- Install Ruby.2.3.3
- In a terminal, run
git clone https://github.com/luigilake/GridApp-web-scraper.git
- Navigate to the project's root directory with
cd pensieve
- Run
bundle install && rake db:setup
- In terminal, run rails s
- Visit
http://localhost:3000/
in your browser.
The web scraper currently resides in the application_controller.rb
, as the scrape_mangoo
function, to test for its effectiveness in scraping the two websites. The websites that are being scraped are:
The scraper goes about this by first accessing a selected product from Mangoo.org, for example, the Solar Lantern S20. The scraper will then obtain relevant information with the Mangoo website, which includes a link to the same product's Lighting Global webpage. The scraper will then obtain the relevant information within the Lighting Global webpage, which should include the product spec PDFs.
While the scraper currently works, there are a couple of things that need to be done.
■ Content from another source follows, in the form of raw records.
use plume_core::{HashKey, ObjId};

use crate::methods::common::expect_argc;
use crate::{Context, OpResult, UnitResult};

pub(crate) fn install(ctx: &mut Context, class: ObjId) -> UnitResult {
    ctx.bind_method(class, "__nonzero__", none_nonzero)?;
    ctx.bind_method(class, "__str__", none_str)?;
    ctx.bind_method(class, "__eq__", none_eq)?;
    ctx.bind_method(class, "__hash__", none_hash)?;
    Ok(())
}

fn none_nonzero(ctx: &mut Context, argv: &[ObjId]) -> OpResult {
    expect_argc(ctx, argv, 1)?;
    Ok(ctx.new_bool(false))
}

fn none_str(ctx: &mut Context, argv: &[ObjId]) -> OpResult {
    expect_argc(ctx, argv, 1)?;
    ctx.new_str("None")
}

fn none_eq(ctx: &mut Context, argv: &[ObjId]) -> OpResult {
    expect_argc(ctx, argv, 2)?;
    Ok(ctx.new_bool(ctx.is_none(argv[1])))
}

fn none_hash(ctx: &mut Context, argv: &[ObjId]) -> OpResult {
    expect_argc(ctx, argv, 1)?;
    ctx.new_int(HashKey::None.digest() as i64)
}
Here is the general flow of information:
- THE WEB SCRAPER OBTAINS ALL INFORMATION FROM MANGOO AND LIGHTING GLOBAL
- Double check, by scraping random Mangoo.org products, to see if the scraper dynamically and successfully obtains the proper information from both Lighting Global and Mangoo websites.
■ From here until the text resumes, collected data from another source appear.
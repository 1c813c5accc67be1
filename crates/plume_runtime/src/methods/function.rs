use plume_core::ObjId;

use crate::core::value::Payload;
use crate::methods::common::expect_argc;
use crate::{Context, OpResult, UnitResult};

pub(crate) fn install(ctx: &mut Context, class: ObjId) -> UnitResult {
    ctx.bind_method(class, "__str__", function_str)?;
    Ok(())
}

fn function_str(ctx: &mut Context, argv: &[ObjId]) -> OpResult {
    expect_argc(ctx, argv, 1)?;
    let name = match &ctx.heap.get(argv[0]).payload {
        Payload::Func(f) => f.pretty_name.clone(),
        _ => String::new(),
    };
    ctx.new_str(&format!("<function {name}>"))
}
- There was a recent change in the format of the PDFs, fix the currently commented out PDF scraper so that the information in the PDFs will also be scraped properly.
- SAVE ALL INFO OBTAINED BY THE WEB SCRAPER INTO THE CSV FILES (inside the public folder)
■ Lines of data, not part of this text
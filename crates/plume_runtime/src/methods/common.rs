//! Shared helpers for native method implementations.

use plume_core::ObjId;

use crate::core::value::Payload;
use crate::exceptions::{ExcKind, Raised};
use crate::{Context, UnitResult};

pub(crate) fn expect_argc(ctx: &mut Context, argv: &[ObjId], n: usize) -> UnitResult {
    if argv.len() != n {
        return Err(ctx.raise_argument_count_error(argv.len(), Some(n)));
    }
    Ok(())
}

pub(crate) fn expect_argc_range(
    ctx: &mut Context,
    argv: &[ObjId],
    min: usize,
    max: usize,
) -> UnitResult {
    if argv.len() < min || argv.len() > max {
        return Err(ctx.raise_argument_count_error(argv.len(), None));
    }
    Ok(())
}

fn argument_type_error(ctx: &mut Context, argv: &[ObjId], i: usize, expected: &str) -> Raised {
    let got = ctx.heap.get(argv[i]).type_name().to_string();
    ctx.raise(
        ExcKind::TypeError,
        &format!("argument {} expected type {expected} but got {got}", i + 1),
    )
}

pub(crate) fn arg_int(ctx: &mut Context, argv: &[ObjId], i: usize) -> Result<i64, Raised> {
    match ctx.heap.get(argv[i]).payload {
        Payload::Int(v) => Ok(v),
        _ => Err(argument_type_error(ctx, argv, i, "int")),
    }
}

pub(crate) fn arg_num(ctx: &mut Context, argv: &[ObjId], i: usize) -> Result<f64, Raised> {
    match ctx.heap.get(argv[i]).payload {
        Payload::Int(v) => Ok(v as f64),
        Payload::Float(v) => Ok(v),
        _ => Err(argument_type_error(ctx, argv, i, "int or float")),
    }
}

pub(crate) fn arg_str(ctx: &mut Context, argv: &[ObjId], i: usize) -> Result<String, Raised> {
    match &ctx.heap.get(argv[i]).payload {
        Payload::Str(s) => Ok(s.clone()),
        _ => Err(argument_type_error(ctx, argv, i, "str")),
    }
}

/// Resolve a possibly-negative index against `len`; None when out of range.
pub(crate) fn norm_index(index: i64, len: usize) -> Option<usize> {
    let idx = if index < 0 {
        index + len as i64
    } else {
        index
    };
    if idx < 0 || idx as usize >= len {
        None
    } else {
        Some(idx as usize)
    }
}

/// Structural equality used by container methods: numeric values compare
/// across int/float, sequences compare elementwise, everything else
/// compares by identity.
pub(crate) fn values_equal(ctx: &Context, a: ObjId, b: ObjId) -> bool {
    if a == b {
        return true;
    }
    enum Shape {
        Bool(bool),
        Num(f64),
        Str,
        NoneV,
        Seq(Vec<ObjId>),
        Other,
    }
    let shape_of = |v: ObjId| match &ctx.heap.get(v).payload {
        Payload::None => Shape::NoneV,
        Payload::Bool(x) => Shape::Bool(*x),
        Payload::Int(x) => Shape::Num(*x as f64),
        Payload::Float(x) => Shape::Num(*x),
        Payload::Str(_) => Shape::Str,
        Payload::Tuple(items) => Shape::Seq(items.clone()),
        Payload::List(items) => Shape::Seq(items.clone()),
        Payload::Map(_)
        | Payload::Set(_)
        | Payload::Func(_)
        | Payload::Class(_)
        | Payload::Instance(_)
        | Payload::Userdata(_) => Shape::Other,
    };
    match (shape_of(a), shape_of(b)) {
        (Shape::NoneV, Shape::NoneV) => true,
        (Shape::Bool(x), Shape::Bool(y)) => x == y,
        (Shape::Num(x), Shape::Num(y)) => x == y,
        (Shape::Str, Shape::Str) => {
            let (Payload::Str(x), Payload::Str(y)) =
                (&ctx.heap.get(a).payload, &ctx.heap.get(b).payload)
            else {
                return false;
            };
            x == y
        }
        (Shape::Seq(x), Shape::Seq(y)) => {
            // Tuples and lists do not compare equal to each other.
            let same_kind = matches!(
                (&ctx.heap.get(a).payload, &ctx.heap.get(b).payload),
                (Payload::Tuple(_), Payload::Tuple(_)) | (Payload::List(_), Payload::List(_))
            );
            same_kind
                && x.len() == y.len()
                && x.iter().zip(&y).all(|(&ea, &eb)| values_equal(ctx, ea, eb))
        }
        _ => false,
    }
}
- THE MWANGAZI TEAM REVIEWS ALL INFORMATION IN THE CSV FILES
- The CSVs will have a column entitled 'VERIFIED', with the values 'YES' or 'NO'. The Mwangazi team will change this to 'YES' if they've verified the information in a row.
- IF INFORMATION IS VERIFIED, PULL ALL INFO FROM CSVs THEN ADD THEM TO THE DATABASE.
- Done!
This database has 3 main tables; Products, Locations, and Distributors, each having a join table within them. Other relevant tables aside from those three is the Manufacturer table, which has a one to many relationship with the Products table, and the Prices table, which functions as the join table between Products and Distributors.
Please refer to the schema.rb
file to see all the columns within said tables.